REGISTRATION STATEMENT
UNDER
THE SECURITIES ACT OF 1933

 

AFYA LIMITED

(Exact Name of Registrant as Specified in Its Charter)

 

The Cayman Islands
(State or Other Jurisdiction of
Incorporation or Organization)
N/A
(I.R.S. Employer
Identification No.)
   

Alameda Oscar Niemeyer, No. 119, Sala 504, Zip Code 34.006-056

Vila da Serra, Nova Lima, Minas Gerais, Brazil

+55 (31) 3515 7550
(Address, including zip code, and telephone number, including area code, of Registrant’s principal executive offices)

 

Amended and Restated Stock Option Plan of Afya Limited
(Full Title of the Plan)

 

Cogency Global Inc.

122 East 42nd Street, 18th Floor

New York, NY 10168

+1 (212) 947-7200

 


(Name, address and telephone number,
including area code, of agent for service)

 

Indicate by check mark whether the registrant is a large accelerated filer, an accelerated filer, a non-accelerated filer, a smaller reporting company or an emerging growth company.

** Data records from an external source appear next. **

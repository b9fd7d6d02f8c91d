//! The remote backend seam and the rows that cross it.
//!
//! Everything the tracking pipeline needs from the backend is an insert, a
//! filtered query, or the atomic balance increment. [`RemoteBackend`] names
//! exactly those calls so components can be built over the REST client in
//! production and over in-memory doubles in tests.

use std::future::Future;

use captur_core::{LocationFix, UserId};
use chrono::{DateTime, Utc};
use serde::{Deserialize, Serialize};
use tokio::sync::OnceCell;

use crate::error::BackendError;

/// One row of the `locations` table as written by the client.
///
/// `user_id` is `None` only for records queued before the user could be
/// resolved; it is filled in at sync time.
#[derive(Debug, Clone, PartialEq, Serialize, Deserialize)]
pub struct LocationRow {
    pub user_id: Option<UserId>,
    pub latitude: f64,
    pub longitude: f64,
    #[serde(default, skip_serializing_if = "Option::is_none")]
    pub speed: Option<f64>,
    #[serde(default, skip_serializing_if = "Option::is_none")]
    pub timestamp: Option<DateTime<Utc>>,
}

impl LocationRow {
    #[must_use]
    pub fn from_fix(user_id: Option<UserId>, fix: &LocationFix) -> Self {
        Self {
            user_id,
            latitude: fix.latitude,
            longitude: fix.longitude,
            speed: fix.speed,
            timestamp: fix.timestamp,
        }
    }
}

/// A historical sample as returned by the range query.
#[derive(Debug, Clone, PartialEq, Deserialize)]
pub struct HistoryPoint {
    pub latitude: f64,
    pub longitude: f64,
    #[serde(default)]
    pub created_at: Option<DateTime<Utc>>,
}

#[derive(Debug, Clone, PartialEq, Serialize)]
pub struct NewReport {
    #[serde(rename = "type")]
    pub kind: String,
    pub user_id: UserId,
    pub location_id: i64,
}

#[derive(Debug, Clone, Copy, PartialEq, Serialize)]
pub struct NewReportValidation {
    pub report_id: i64,
    pub user_id: UserId,
    pub is_valid: bool,
}

#[derive(Debug, Clone, Copy, PartialEq, Deserialize)]
pub struct Coordinates {
    pub latitude: f64,
    pub longitude: f64,
}

/// The embedded location of a report comes back as an object or a one-element array.
#[derive(Debug, Clone, PartialEq, Deserialize)]
#[serde(untagged)]
pub enum EmbeddedLocation {
    One(Coordinates),
    Many(Vec<Coordinates>),
}

impl EmbeddedLocation {
    #[must_use]
    pub fn first(&self) -> Option<Coordinates> {
        match self {
            EmbeddedLocation::One(c) => Some(*c),
            EmbeddedLocation::Many(list) => list.first().copied(),
        }
    }
}

/// A row from the `reports` table joined with its location.
#[derive(Debug, Clone, PartialEq, Deserialize)]
pub struct ReportRow {
    pub id: i64,
    #[serde(rename = "type")]
    pub kind: String,
    pub created_at: DateTime<Utc>,
    #[serde(default)]
    pub status: Option<String>,
    #[serde(default)]
    pub locations: Option<EmbeddedLocation>,
}

/// Operations the client performs against the backend.
///
/// Every call suspends; none blocks a thread. Implementations decide their
/// own retry policy.
pub trait RemoteBackend: Send + Sync {
    /// Identity of the signed-in user.
    fn current_user(&self) -> impl Future<Output = Result<UserId, BackendError>> + Send;

    fn insert_location(
        &self,
        row: &LocationRow,
    ) -> impl Future<Output = Result<(), BackendError>> + Send;

    /// Inserts a location and returns the new row's id.
    fn insert_location_returning_id(
        &self,
        row: &LocationRow,
    ) -> impl Future<Output = Result<i64, BackendError>> + Send;

    /// Up to `limit` of the user's samples, oldest first.
    fn fetch_locations(
        &self,
        user_id: UserId,
        limit: usize,
    ) -> impl Future<Output = Result<Vec<HistoryPoint>, BackendError>> + Send;

    /// Server-side atomic `balance += amount`.
    fn increment_token_balance(
        &self,
        user_id: UserId,
        amount: i64,
    ) -> impl Future<Output = Result<(), BackendError>> + Send;

    fn insert_report(
        &self,
        report: &NewReport,
    ) -> impl Future<Output = Result<(), BackendError>> + Send;

    /// Reports with `status = active` created at or after `since`.
    fn fetch_active_reports(
        &self,
        since: DateTime<Utc>,
    ) -> impl Future<Output = Result<Vec<ReportRow>, BackendError>> + Send;

    fn set_report_status(
        &self,
        report_id: i64,
        status: &str,
    ) -> impl Future<Output = Result<(), BackendError>> + Send;

    fn insert_report_validation(
        &self,
        validation: &NewReportValidation,
    ) -> impl Future<Output = Result<(), BackendError>> + Send;

    /// Number of `is_valid = false` validations recorded for a report.
    fn count_negative_validations(
        &self,
        report_id: i64,
    ) -> impl Future<Output = Result<u64, BackendError>> + Send;
}

/// Lazily resolved, then cached, user identity.
///
/// A failed lookup is not cached, so the next call tries again.
#[derive(Debug, Default)]
pub struct IdentityCache {
    user: OnceCell<UserId>,
}

impl IdentityCache {
    #[must_use]
    pub fn new() -> Self {
        Self::default()
    }

    /// A cache that already knows the user.
    #[must_use]
    pub fn known(user_id: UserId) -> Self {
        Self {
            user: OnceCell::new_with(Some(user_id)),
        }
    }

    /// # Errors
    ///
    /// Returns the backend's error when the user cannot be resolved.
    pub async fn resolve<B: RemoteBackend>(&self, backend: &B) -> Result<UserId, BackendError> {
        self.user
            .get_or_try_init(|| backend.current_user())
            .await
            .copied()
    }

    #[must_use]
    pub fn cached(&self) -> Option<UserId> {
        self.user.get().copied()
    }
}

See the definitions of “large accelerated filer,” “accelerated filer,” “smaller reporting company” and “emerging growth company” in Rule 12b-2 of the Exchange Act.

 

Large accelerated filer Accelerated filer
Non-accelerated filer  (Do not check if a smaller reporting company) Smaller reporting company
  Emerging Growth Company

 

If an emerging growth company, indicate by check mark if the registrant has elected not to use the extended transition period for complying with any new or revised financial accounting standards provided pursuant to Section 7(a)(2)(B) of the Securities Act. ☐

 

 

 

EXPLANATORY NOTE

 

This Registration Statement has been prepared and filed pursuant to and in accordance with the requirements of General Instruction E to Form S-8 for the purpose of registering an additional 2,570,984 Class A Common Shares, nominal value US $0.00005 per common share (“Common Shares”), of Afya Limited (the “Registrant”) that are issuable at any time or from time to time under the Amended and Restated Stock Option Plan of Afya Limited, as amended and restated on July 8, 2022 (the “Plan”), and any additional Common Shares that become issuable under the Plan by reason of any stock dividend, stock split, or other similar transaction pursuant to Rule 416(a) under the Securities Act of 1933, as amended (the “Securities Act”).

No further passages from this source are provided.